Luigi Esposito trovato carbonizzato a Eboli: indagini per omicidio
È di Luigi Esposito detto Luca, 53 anni, il cadavere carbonizzato trovato in un terreno agricolo di Eboli, nel Salernitano. La Procura di Salerno ha diffuso il nome della vittima dopo gli accertamenti investigativi che hanno permesso di collegare il corpo trovato nella zona alla vettura intestata al 53enne, trovata nelle vicinanze del luogo del ritrovamento. La vittima si occupava di sport come giornalista pubblicista ed era dirigente dell’Agenzia regionale per l’Ambiente ad Avellino e prima a Caserta. Esposito collaborava con il quotidiano La Città di Salerno, con l’emittente tv Ottochannel e dirigeva il sito di informazione calcistica Tuttosalernitana.com.
Il ritrovamento del corpo
Il cadavere è stato scoperto nella notte durante un intervento dei vigili del fuoco per spegnere un incendio divampato lungo una strada interpoderale, in un’area rurale compresa tra la Strada Statale 7 bis e via Contrada Bivio Cioffi. Al termine delle operazioni di spegnimento, tra le sterpaglie bruciate, i soccorritori hanno trovato il corpo completamente carbonizzato e in condizioni tali da renderne impossibile l’identificazione immediata. Nelle prime ore dell’intervento non erano stati trovati documenti né altri elementi utili a risalire all’identità della persona deceduta. Anche il sesso della vittima non era stato inizialmente determinabile a causa delle condizioni del cadavere. Gli accertamenti successivi hanno però consentito agli investigatori di dare un nome alla vittima. Sul posto sono intervenuti i carabinieri del Nucleo operativo e radiomobile della compagnia di Eboli, i militari della Sezione investigazioni scientifiche dei carabinieri di Salerno, il medico legale e il sostituto procuratore di turno della Procura di Salerno, guidata dal procuratore Raffaele Cantone.
Si indaga per omicidio
Gli elementi raccolti nelle prime fasi dell’indagine hanno indirizzato gli investigatori verso l’ipotesi di un omicidio. Secondo la ricostruzione al vaglio degli inquirenti, Luigi Esposito sarebbe stato ucciso e successivamente il suo corpo sarebbe stato dato alle fiamme nel tentativo di impedirne l’identificazione e cancellare eventuali tracce. Le indagini sono ora concentrate sulla ricostruzione delle ultime ore di vita del 53enne, sui suoi spostamenti e sui possibili contatti avuti prima della morte. Gli investigatori stanno effettuando tutti gli accertamenti necessari per chiarire il movente e individuare eventuali responsabili.

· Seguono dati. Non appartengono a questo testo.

use clap::Parser;
use fmgen::Cli;

fn main() -> anyhow::Result<()> {
    human_panic::setup_panic!();
    let cli = Cli::parse();
    env_logger::Builder::new()
        .filter_level(cli.verbosity.log_level_filter())
        .init();
    cli.run()
}
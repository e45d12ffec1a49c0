use fmgen_core::{Expression, Type, Value, Variable};
use serde::{Deserialize, Serialize};
use std::{fmt, str::FromStr};
use thiserror::Error;

/// Errors in parsing a [`DataType`] tag.
#[derive(Debug, Clone, PartialEq, Eq, Error)]
pub enum DataTypeError {
    /// The base type is not supported.
    #[error("unknown data type '{0}'")]
    UnknownType(String),
    /// The array dimensions are malformed.
    #[error("malformed array dimensions in '{0}'")]
    MalformedArray(String),
}

/// Scalar types of the description language.
#[derive(Debug, Clone, Copy, PartialEq, Eq, Hash)]
pub enum BaseType {
    /// Booleans.
    Bool,
    /// Integers of any width and signedness.
    Int,
    /// Floating point numbers of any precision.
    Real,
}

impl BaseType {
    /// The corresponding JANI type.
    pub fn to_type(self) -> Type {
        match self {
            BaseType::Bool => Type::Bool,
            BaseType::Int => Type::Int,
            BaseType::Real => Type::Real,
        }
    }

    /// The zero value of the type.
    pub fn zero(self) -> Value {
        match self {
            BaseType::Bool => Value::Bool(false),
            BaseType::Int => Value::Int(0),
            BaseType::Real => Value::Real(0.),
        }
    }
}

impl FromStr for BaseType {
    type Err = DataTypeError;

    fn from_str(s: &str) -> Result<Self, Self::Err> {
        match s {
            "bool" | "boolean" => Ok(BaseType::Bool),
            "int" | "int8" | "int16" | "int32" | "int64" | "uint8" | "uint16" | "uint32"
            | "uint64" => Ok(BaseType::Int),
            "real" | "float32" | "float64" | "double" => Ok(BaseType::Real),
            _ => Err(DataTypeError::UnknownType(s.to_owned())),
        }
    }
}

/// A data type tag, as in `int32`, `float64[10]` or `bool[][3]`.
///
/// Each array dimension can have a declared max size.
///
/// ```
/// # use fmgen_scxml::{BaseType, DataType};
/// let data_type: DataType = "uint8[4][]".parse().unwrap();
/// assert_eq!(data_type.base, BaseType::Int);
/// assert_eq!(data_type.dims, [Some(4), None]);
/// assert_eq!(data_type.to_string(), "int[4][]");
/// assert!("string".parse::<DataType>().is_err());
/// ```
#[derive(Debug, Clone, PartialEq, Eq, Hash, Serialize, Deserialize)]
#[serde(try_from = "String", into = "String")]
pub struct DataType {
    /// The scalar type of the (elements of) the data.
    pub base: BaseType,
    /// Array dimensions, outermost first, with their max size if declared.
    pub dims: Vec<Option<usize>>,
}

impl DataType {
    /// A scalar type.
    pub fn scalar(base: BaseType) -> Self {
        Self {
            base,
            dims: Vec::new(),
        }
    }

    /// Whether the type is an array type.
    pub fn is_array(&self) -> bool {
        !self.dims.is_empty()
    }

    /// The corresponding JANI type.
    pub fn to_type(&self) -> Type {
        self.dims
            .iter()
            .fold(self.base.to_type(), |base, _| Type::Array(Box::new(base)))
    }

    /// The shape of an array type, using `max_array_size` for undeclared sizes.
    pub fn shape(&self, max_array_size: usize) -> Option<ArrayShape> {
        self.is_array().then(|| ArrayShape {
            base: self.base,
            max_sizes: self
                .dims
                .iter()
                .map(|dim| dim.unwrap_or(max_array_size))
                .collect(),
        })
    }

    /// The default value: zero for scalars, zero-filled arrays of max size for arrays.
    pub fn default_value(&self, max_array_size: usize) -> Expression {
        match self.shape(max_array_size) {
            Some(shape) => shape.zero_filled(),
            None => Expression::Literal(self.base.zero()),
        }
    }
}

impl FromStr for DataType {
    type Err = DataTypeError;

    fn from_str(s: &str) -> Result<Self, Self::Err> {
        let s = s.trim();
        let (base, mut rest) = s.split_at(s.find('[').unwrap_or(s.len()));
        let base = base.parse()?;
        let mut dims = Vec::new();
        while !rest.is_empty() {
            let (dim, tail) = rest
                .strip_prefix('[')
                .and_then(|rest| rest.split_once(']'))
                .ok_or_else(|| DataTypeError::MalformedArray(s.to_owned()))?;
            let dim = match dim.trim() {
                "" => None,
                size => Some(
                    size.parse()
                        .map_err(|_| DataTypeError::MalformedArray(s.to_owned()))?,
                ),
            };
            dims.push(dim);
            rest = tail;
        }
        Ok(Self { base, dims })
    }
}

impl TryFrom<String> for DataType {
    type Error = DataTypeError;

    fn try_from(value: String) -> Result<Self, Self::Error> {
        value.parse()
    }
}

impl From<DataType> for String {
    fn from(value: DataType) -> Self {
        value.to_string()
    }
}

impl fmt::Display for DataType {
    fn fmt(&self, f: &mut fmt::Formatter<'_>) -> fmt::Result {
        let base = match self.base {
            BaseType::Bool => "bool",
            BaseType::Int => "int",
            BaseType::Real => "real",
        };
        f.write_str(base)?;
        for dim in &self.dims {
            match dim {
                Some(size) => write!(f, "[{size}]")?,
                None => f.write_str("[]")?,
            }
        }
        Ok(())
    }
}

/// Name of the variable holding the lengths of the given dimension of `array`,
/// counting dimensions from 1.
///
/// The length of the outermost dimension is `<array>.length`, an integer.
/// Dimension `d > 1` has one length per element of the outer dimensions,
/// so `<array>.d<d>.length` is an integer array with `d - 1` dimensions.
///
/// ```
/// # use fmgen_scxml::length_variable;
/// assert_eq!(length_variable("points", 1), "points.length");
/// assert_eq!(length_variable("points", 2), "points.d2.length");
/// ```
pub fn length_variable(array: &str, dimension: usize) -> String {
    if dimension <= 1 {
        format!("{array}.length")
    } else {
        format!("{array}.d{dimension}.length")
    }
}

// A length value as an expression: arrays of lengths become array values.
pub(crate) fn length_expression(value: Value) -> Expression {
    match value {
        Value::Array(values) => Expression::array_value(values),
        value => Expression::Literal(value),
    }
}

/// Element type and max size per dimension of an array,
/// needed to translate array literals into fixed-size JANI arrays.
#[derive(Debug, Clone, PartialEq, Eq)]
pub struct ArrayShape {
    /// Element type.
    pub base: BaseType,
    /// Max size of each dimension, outermost first. Never empty.
    pub max_sizes: Vec<usize>,
}

impl ArrayShape {
    /// A one-dimensional array shape.
    pub fn new(base: BaseType, max_size: usize) -> Self {
        Self {
            base,
            max_sizes: vec![max_size],
        }
    }

    /// The shape of the elements, if they are arrays themselves.
    pub fn inner(&self) -> Option<ArrayShape> {
        (self.max_sizes.len() > 1).then(|| ArrayShape {
            base: self.base,
            max_sizes: self.max_sizes[1..].to_vec(),
        })
    }

    /// An array constructor of max size filled with zeros.
    pub fn zero_filled(&self) -> Expression {
        self.zero_filled_from(0)
    }

    fn zero_filled_from(&self, dim: usize) -> Expression {
        let fill = if dim + 1 < self.max_sizes.len() {
            self.zero_filled_from(dim + 1)
        } else {
            Expression::Literal(self.base.zero())
        };
        let length = i64::try_from(self.max_sizes[dim]).unwrap_or(i64::MAX);
        Expression::array_create(
            format!("__array_iterator_dim_{dim}"),
            Expression::from(length),
            fill,
        )
    }

    /// The lengths of an empty array, one value per dimension:
    /// the outermost is `0`, the others zero-filled integer arrays.
    pub fn zero_lengths(&self) -> Vec<Value> {
        let mut lengths = vec![Value::Int(0)];
        if let Some(inner) = self.inner() {
            lengths.extend(
                inner
                    .zero_lengths()
                    .into_iter()
                    .map(|length| Value::Array(vec![length; self.max_sizes[0]])),
            );
        }
        lengths
    }

    /// The variables holding the lengths of each dimension of the array `name`
    /// (see [`length_variable`]), initialized to `lengths` if given, or to zero.
    pub fn length_variables(
        &self,
        name: &str,
        lengths: Option<&[Value]>,
        transient: bool,
    ) -> Vec<Variable> {
        let zeros = self.zero_lengths();
        (1..=self.max_sizes.len())
            .map(|dim| {
                let r#type = (1..dim).fold(Type::Int, |base, _| Type::Array(Box::new(base)));
                let init = lengths
                    .and_then(|lengths| lengths.get(dim - 1))
                    .unwrap_or(&zeros[dim - 1]);
                let init = length_expression(init.clone());
                Variable::new(length_variable(name, dim), r#type, Some(init), transient)
            })
            .collect()
    }

    /// A zero value for the elements: a zero scalar,
    /// or an array of zeros for multi-dimensional arrays.
    pub fn zero_element(&self) -> Value {
        fn zeros(base: BaseType, sizes: &[usize]) -> Value {
            match sizes {
                [] => base.zero(),
                [size, rest @ ..] => Value::Array(vec![zeros(base, rest); *size]),
            }
        }
        zeros(self.base, &self.max_sizes[1..])
    }
}

#[cfg(test)]
mod tests {
    use super::*;

    #[test]
    fn parse_tags() {
        assert_eq!("int32".parse(), Ok(DataType::scalar(BaseType::Int)));
        assert_eq!("double".parse(), Ok(DataType::scalar(BaseType::Real)));
        assert_eq!(
            "float32[3]".parse::<DataType>().unwrap().to_type(),
            Type::Array(Box::new(Type::Real))
        );
        assert!("int[".parse::<DataType>().is_err());
        assert!("int[x]".parse::<DataType>().is_err());
        assert!("int[2]x".parse::<DataType>().is_err());
    }

    #[test]
    fn zero_filled_shapes() {
        let shape = ArrayShape {
            base: BaseType::Int,
            max_sizes: vec![2, 3],
        };
        let zero = shape.zero_filled().eval(&|_| None).unwrap();
        let row = Value::Array(vec![Value::Int(0); 3]);
        assert_eq!(zero, Value::Array(vec![row.clone(), row.clone()]));
        assert_eq!(shape.zero_element(), row);
        assert_eq!(shape.inner(), Some(ArrayShape::new(BaseType::Int, 3)));
    }

    #[test]
    fn length_variables() {
        let shape = ArrayShape {
            base: BaseType::Real,
            max_sizes: vec![2, 3, 4],
        };
        let variables = shape.length_variables("grid", None, false);
        let names: Vec<_> = variables.iter().map(|v| v.name.as_str()).collect();
        assert_eq!(names, ["grid.length", "grid.d2.length", "grid.d3.length"]);
        assert_eq!(variables[0].r#type, Type::Int);
        assert_eq!(
            variables[2].r#type,
            Type::Array(Box::new(Type::Array(Box::new(Type::Int))))
        );
        let zero = variables[2]
            .initial_value
            .as_ref()
            .unwrap()
            .eval(&|_| None)
            .unwrap();
        let row = Value::Array(vec![Value::Int(0); 3]);
        assert_eq!(zero, Value::Array(vec![row.clone(), row]));

        let lengths = [Value::Int(1), Value::Array(vec![Value::Int(2), Value::Int(0)])];
        let variables = ArrayShape {
            base: BaseType::Int,
            max_sizes: vec![2, 2],
        }
        .length_variables("m", Some(&lengths), false);
        assert_eq!(variables[0].initial_value, Some(Expression::from(1i64)));
        assert_eq!(
            variables[1].initial_value,
            Some(Expression::array_value(vec![Value::Int(2), Value::Int(0)]))
        );
    }
}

Un ruolo centrale sarà svolto dagli esami medico-legali. L’autopsia dovrà stabilire con precisione le cause del decesso e verificare se la morte sia avvenuta prima dell’incendio oppure in conseguenza delle fiamme. Gli accertamenti scientifici potranno inoltre fornire ulteriori elementi sulla dinamica dell’aggressione. Il ritrovamento del corpo ha fatto scattare un’immediata attività investigativa coordinata dalla Procura di Salerno, con l’obiettivo di ricostruire un episodio che presenta ancora numerosi punti da chiarire. La zona del ritrovamento è stata sottoposta agli accertamenti dei carabinieri per raccogliere ogni possibile traccia utile alle indagini.
Esposito, all’anagrafe Luigi, si faceva chiamare da sempre Luca e così firmava i propri articoli e servizi televisivi. Laureato in Biologia e con una seconda laurea in Lettere, era appassionato da sempre di sport. Sarebbe stato ucciso a colpi di pistola (i carabinieri avrebbero recuperato dei bossoli) e poi dato alle fiamme tra la vegetazione. Le fiamme si sono propagate rendendo necessario l’intervento dei vigili del fuoco, che durante lo spegnimento hanno rinvenuto il corpo, devastato dalle fiamme tanto che in un primo momento non era stato possibile determinare se si trattasse di un uomo o di una donna. Poi la svolta nelle indagini con il ritrovamento della vettura di Esposito, e i controlli che hanno permesso di accertare come dell’uomo si fossero perse le tracce.